**PROBLEM STATEMENT**
Copy the lines below verbatim. Begin with the first and end with the line containing "use super::error::StoreError;".

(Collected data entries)

____________

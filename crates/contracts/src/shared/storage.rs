//! Local key-value persistence.
//!
//! Every collection is one JSON blob under a fixed key. Loaders read the
//! whole blob, callers mutate the in-memory copy and write it all back.

use super::error::StoreError;
use serde::{de::DeserializeOwned, Serialize};
use std::cell::RefCell;
use std::collections::BTreeMap;

pub type StoreResult<T> = Result<T, StoreError>;

/// Minimal surface of the browser's `localStorage`.
pub trait KeyValueStore {
    fn get_item(&self, key: &str) -> StoreResult<Option<String>>;
    fn set_item(&self, key: &str, value: &str) -> StoreResult<()>;
    fn remove_item(&self, key: &str) -> StoreResult<()>;
    fn clear(&self) -> StoreResult<()>;
}

/// Keys of every stored blob.
#[derive(Debug, Clone, Copy, PartialEq, Eq, Hash)]
pub enum StorageKey {
    Tasks,
    Staff,
    Locations,
    Contracts,
    Services,
    UserRoles,
    AccessPages,
    AccessTaskSettings,
    Checkpoints,
    Shifts,
    ShiftTemplates,
    Documents,
    Messages,
    CurrentUser,
    SelectedStaffId,
    TaskCategories,
    TaskSubcategories,
    TaskTemplates,
    TaskTemplatesInline,
    LocationZones,
    StaffLocationHistory,
    PortalConfig,
}

impl StorageKey {
    pub fn as_str(&self) -> &'static str {
        match self {
            StorageKey::Tasks => "tasks",
            StorageKey::Staff => "staff",
            StorageKey::Locations => "locations",
            StorageKey::Contracts => "contracts",
            StorageKey::Services => "services",
            StorageKey::UserRoles => "userRolesV2",
            StorageKey::AccessPages => "accessPagesV2",
            StorageKey::AccessTaskSettings => "accessTaskSettingsV2",
            StorageKey::Checkpoints => "checkpoints",
            StorageKey::Shifts => "shifts",
            StorageKey::ShiftTemplates => "shiftTemplates",
            StorageKey::Documents => "documents",
            StorageKey::Messages => "messages",
            StorageKey::CurrentUser => "currentUser",
            StorageKey::SelectedStaffId => "selectedStaffId",
            StorageKey::TaskCategories => "taskCategories",
            StorageKey::TaskSubcategories => "taskSubcategories",
            StorageKey::TaskTemplates => "taskTemplates",
            StorageKey::TaskTemplatesInline => "taskTemplatesInline",
            StorageKey::LocationZones => "locationZones",
            StorageKey::StaffLocationHistory => "staffLocationHistory",
            StorageKey::PortalConfig => "portalConfig",
        }
    }
}

impl std::fmt::Display for StorageKey {
    fn fmt(&self, f: &mut std::fmt::Formatter<'_>) -> std::fmt::Result {
        f.write_str(self.as_str())
    }
}

/// In-memory store for tests and for browsers without `localStorage`.
#[derive(Debug, Default)]
pub struct MemoryStore {
    items: RefCell<BTreeMap<String, String>>,
}

impl MemoryStore {
    pub fn new() -> Self {
        Self::default()
    }

    pub fn len(&self) -> usize {
        self.items.borrow().len()
    }

    pub fn is_empty(&self) -> bool {
        self.items.borrow().is_empty()
    }
}

impl KeyValueStore for MemoryStore {
    fn get_item(&self, key: &str) -> StoreResult<Option<String>> {
        Ok(self.items.borrow().get(key).cloned())
    }

    fn set_item(&self, key: &str, value: &str) -> StoreResult<()> {
        self.items.borrow_mut().insert(key.to_string(), value.to_string());
        Ok(())
    }

    fn remove_item(&self, key: &str) -> StoreResult<()> {
        self.items.borrow_mut().remove(key);
        Ok(())
    }

    fn clear(&self) -> StoreResult<()> {
        self.items.borrow_mut().clear();
        Ok(())
    }
}

/// Read and decode a blob. `Ok(None)` when the key is absent.
pub fn read_json<T: DeserializeOwned>(store: &dyn KeyValueStore, key: StorageKey) -> StoreResult<Option<T>> {
    match store.get_item(key.as_str())? {
        None => Ok(None),
        Some(raw) if raw.trim().is_empty() || raw.trim() == "null" => Ok(None),
        Some(raw) => serde_json::from_str(&raw)
            .map(Some)
            .map_err(|source| StoreError::Corrupt {
                key: key.as_str().to_string(),
                source,
            }),
    }
}

pub fn write_json<T: Serialize + ?Sized>(store: &dyn KeyValueStore, key: StorageKey, value: &T) -> StoreResult<()> {
    let raw = serde_json::to_string(value).map_err(|source| StoreError::Encode {
        key: key.as_str().to_string(),
        source,
    })?;
    log::debug!("storage: write {} ({} bytes)", key, raw.len());
    store.set_item(key.as_str(), &raw)
}

/// Load an array blob; a missing or empty array is replaced by `seed()`
/// and written back.
pub fn load_list_or_seed<T, F>(store: &dyn KeyValueStore, key: StorageKey, seed: F) -> StoreResult<Vec<T>>
where
    T: DeserializeOwned + Serialize,
    F: FnOnce() -> Vec<T>,
{
    match read_json::<Vec<T>>(store, key)? {
        Some(items) if !items.is_empty() => Ok(items),
        _ => {
            let items = seed();
            if !items.is_empty() {
                log::info!("storage: seeding {} with {} records", key, items.len());
                write_json(store, key, &items)?;
            }
            Ok(items)
        }
    }
}

/// Same as [`load_list_or_seed`] for object-shaped blobs.
pub fn load_map_or_seed<K, V, F>(store: &dyn KeyValueStore, key: StorageKey, seed: F) -> StoreResult<BTreeMap<K, V>>
where
    K: Ord + DeserializeOwned + Serialize,
    V: DeserializeOwned + Serialize,
    F: FnOnce() -> BTreeMap<K, V>,
{
    match read_json::<BTreeMap<K, V>>(store, key)? {
        Some(map) if !map.is_empty() => Ok(map),
        _ => {
            let map = seed();
            if !map.is_empty() {
                log::info!("storage: seeding {} with {} entries", key, map.len());
                write_json(store, key, &map)?;
            }
            Ok(map)
        }
    }
}

/// Recover from a corrupted blob by falling back to `seed()` without
/// overwriting what is stored. The error is returned alongside so the
/// page can surface it.
pub fn load_list_lenient<T, F>(store: &dyn KeyValueStore, key: StorageKey, seed: F) -> (Vec<T>, Option<StoreError>)
where
    T: DeserializeOwned + Serialize,
    F: FnOnce() -> Vec<T> + Clone,
{
    match load_list_or_seed(store, key, seed.clone()) {
        Ok(items) => (items, None),
        Err(err) => {
            log::warn!("storage: {}", err);
            (seed(), Some(err))
        }
    }
}

#[cfg(test)]
mod tests {
    use super::*;

    #[test]
    fn test_missing_key_is_seeded_and_persisted() {
        let store = MemoryStore::new();
        let items = load_list_or_seed(&store, StorageKey::Services, || vec![1u32, 2, 3]).unwrap();
        assert_eq!(items, vec![1, 2, 3]);
        assert_eq!(store.get_item("services").unwrap().as_deref(), Some("[1,2,3]"));
    }

    #[test]
    fn test_empty_array_is_reseeded() {
        let store = MemoryStore::new();
        store.set_item("services", "[]").unwrap();
        let items = load_list_or_seed(&store, StorageKey::Services, || vec![9u32]).unwrap();
        assert_eq!(items, vec![9]);
    }

    #[test]
    fn test_existing_data_wins_over_seed() {
        let store = MemoryStore::new();
        store.set_item("services", "[4]").unwrap();
        let items = load_list_or_seed(&store, StorageKey::Services, || vec![9u32]).unwrap();
        assert_eq!(items, vec![4]);
    }

    #[test]
    fn test_corrupted_blob_is_reported_not_overwritten() {
        let store = MemoryStore::new();
        store.set_item("tasks", "{not json").unwrap();
        let res = load_list_or_seed(&store, StorageKey::Tasks, || vec![1u32]);
        assert!(matches!(res, Err(StoreError::Corrupt { ref key, .. }) if key == "tasks"));

        let (items, err) = load_list_lenient(&store, StorageKey::Tasks, || vec![1u32]);
        assert_eq!(items, vec![1]);
        assert!(err.is_some());
        assert_eq!(store.get_item("tasks").unwrap().as_deref(), Some("{not json"));
    }

    #[test]
    fn test_map_keys_round_trip_as_strings() {
        let store = MemoryStore::new();
        let mut map = BTreeMap::new();
        map.insert(1u64, true);
        write_json(&store, StorageKey::AccessPages, &map).unwrap();
        assert_eq!(store.get_item("accessPagesV2").unwrap().as_deref(), Some(r#"{"1":true}"#));
        let back: BTreeMap<u64, bool> = read_json(&store, StorageKey::AccessPages).unwrap().unwrap();
        assert_eq!(back, map);
    }
}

____________

**EXPECTED OUTPUT**
filename crates/contracts/src/shared/storage.rs
//! Local key-value persistence.
//!
//! Every collection is one JSON blob under a fixed key. Loaders read the
//! whole blob, callers mutate the in-memory copy and write it all back.

use super::error::StoreError;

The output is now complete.